------ EXERCISE MATERIAL

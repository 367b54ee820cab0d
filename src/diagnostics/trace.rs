use crate::image::ImageU8;

/// Every intermediate image of one run, in stage order.
#[derive(Clone, Debug)]
pub struct PipelineTrace {
    /// Input resized to the working resolution (RGB).
    pub resized: ImageU8,
    pub gray: ImageU8,
    pub blurred: ImageU8,
    /// Binary edge map before masking.
    pub edges: ImageU8,
    /// Rasterized region of interest.
    pub region_mask: ImageU8,
    /// Edge map restricted to the region of interest.
    pub masked: ImageU8,
    /// Lanes drawn on black (RGB).
    pub overlay: ImageU8,
}
//! Canny-style binary edge detection.
//!
//! Building blocks, in order:
//!
//! - Sobel gradients of configurable aperture (3, 5, 7) with replicated
//!   borders and an L1 or L2 magnitude.
//! - Non-maximum suppression along the quantized gradient direction.
//! - Hysteresis linking: strong pixels seed, 8-connected weak pixels extend.
//!
//! The output holds only `0` and `255`. Thresholds are expressed in the
//! magnitude units of the chosen norm on raw 8-bit intensities.

pub mod grad;
pub mod hysteresis;
pub mod nms;

pub use grad::{sobel_gradients, GradientNorm, Grad};
pub use hysteresis::hysteresis;
pub use nms::run_nms;

use crate::error::{LaneError, Result};
use crate::image::{ImageF32, ImageU8};
use log::debug;

/// Detect edges in a smoothed 1-channel image.
///
/// `low > high` is accepted and the two are swapped.
pub fn detect_edges(
    src: &ImageU8,
    low_threshold: f64,
    high_threshold: f64,
    aperture: usize,
    norm: GradientNorm,
) -> Result<ImageU8> {
    src.expect_channels("edges", 1)?;
    for (name, value) in [
        ("low_threshold", low_threshold),
        ("high_threshold", high_threshold),
    ] {
        if !value.is_finite() || value < 0.0 {
            return Err(LaneError::invalid(
                "edges",
                name,
                format!("threshold must be finite and non-negative, got {value}"),
            ));
        }
    }
    let (low, high) = if low_threshold > high_threshold {
        (high_threshold as f32, low_threshold as f32)
    } else {
        (low_threshold as f32, high_threshold as f32)
    };

    let intensity = ImageF32::from_u8(src);
    let grad = sobel_gradients(&intensity, aperture, norm)?;
    let thin = run_nms(&grad, low);
    let edges = hysteresis(&thin, low, high);
    debug!(
        "detect_edges w={} h={} low={} high={} aperture={} edge_px={}",
        src.w,
        src.h,
        low,
        high,
        aperture,
        edges.count_nonzero()
    );
    Ok(edges)
}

------------

## PROBLEM DESCRIPTION
Copy each entry exactly, leaving every line as it is.

## OUTPUT FOR THIS EXERCISE
repository 367b54ee820cab0d
filename src/diagnostics/trace.rs
use crate::image::ImageU8;

/// Every intermediate image of one run, in stage order.
#[derive(Clone, Debug)]
pub struct PipelineTrace {
    /// Input resized to the working resolution (RGB).
    pub resized: ImageU8,
    pub gray: ImageU8,
    pub blurred: ImageU8,
    /// Binary edge map before masking.
    pub edges: ImageU8,
    /// Rasterized region of interest.
    pub region_mask: ImageU8,
    /// Edge map restricted to the region of interest.
    pub masked: ImageU8,
    /// Lanes drawn on black (RGB).
    pub overlay: ImageU8,
}
//! Canny-style binary edge detection.
//!
//! Building blocks, in order:
//!
//! - Sobel gradients of configurable aperture (3, 5, 7) with replicated
//!   borders and an L1 or L2 magnitude.
//! - Non-maximum suppression along the quantized gradient direction.
//! - Hysteresis linking: strong pixels seed, 8-connected weak pixels extend.
//!
//! The output holds only `0` and `255`. Thresholds are expressed in the
//! magnitude units of the chosen norm on raw 8-bit intensities.

pub mod grad;
pub mod hysteresis;
pub mod nms;

pub use grad::{sobel_gradients, GradientNorm, Grad};
pub use hysteresis::hysteresis;
pub use nms::run_nms;

use crate::error::{LaneError, Result};
use crate::image::{ImageF32, ImageU8};
use log::debug;

/// Detect edges in a smoothed 1-channel image.
///
/// `low > high` is accepted and the two are swapped.
pub fn detect_edges(
    src: &ImageU8,
    low_threshold: f64,
    high_threshold: f64,
    aperture: usize,
    norm: GradientNorm,
) -> Result<ImageU8> {
    src.expect_channels("edges", 1)?;
    for (name, value) in [
        ("low_threshold", low_threshold),
        ("high_threshold", high_threshold),
    ] {
        if !value.is_finite() || value < 0.0 {
            return Err(LaneError::invalid(
                "edges",
                name,
                format!("threshold must be finite and non-negative, got {value}"),
            ));
        }
    }
    let (low, high) = if low_threshold > high_threshold {
        (high_threshold as f32, low_threshold as f32)
    } else {
        (low_threshold as f32, high_threshold as f32)
    };

    let intensity = ImageF32::from_u8(src);
    let grad = sobel_gradients(&intensity, aperture, norm)?;
    let thin = run_nms(&grad, low);
    let edges = hysteresis(&thin, low, high);
    debug!(
        "detect_edges w={} h={} low={} high={} aperture={} edge_px={}",
        src.w,
        src.h,
        low,
        high,
        aperture,
        edges.count_nonzero()
    );
    Ok(edges)
}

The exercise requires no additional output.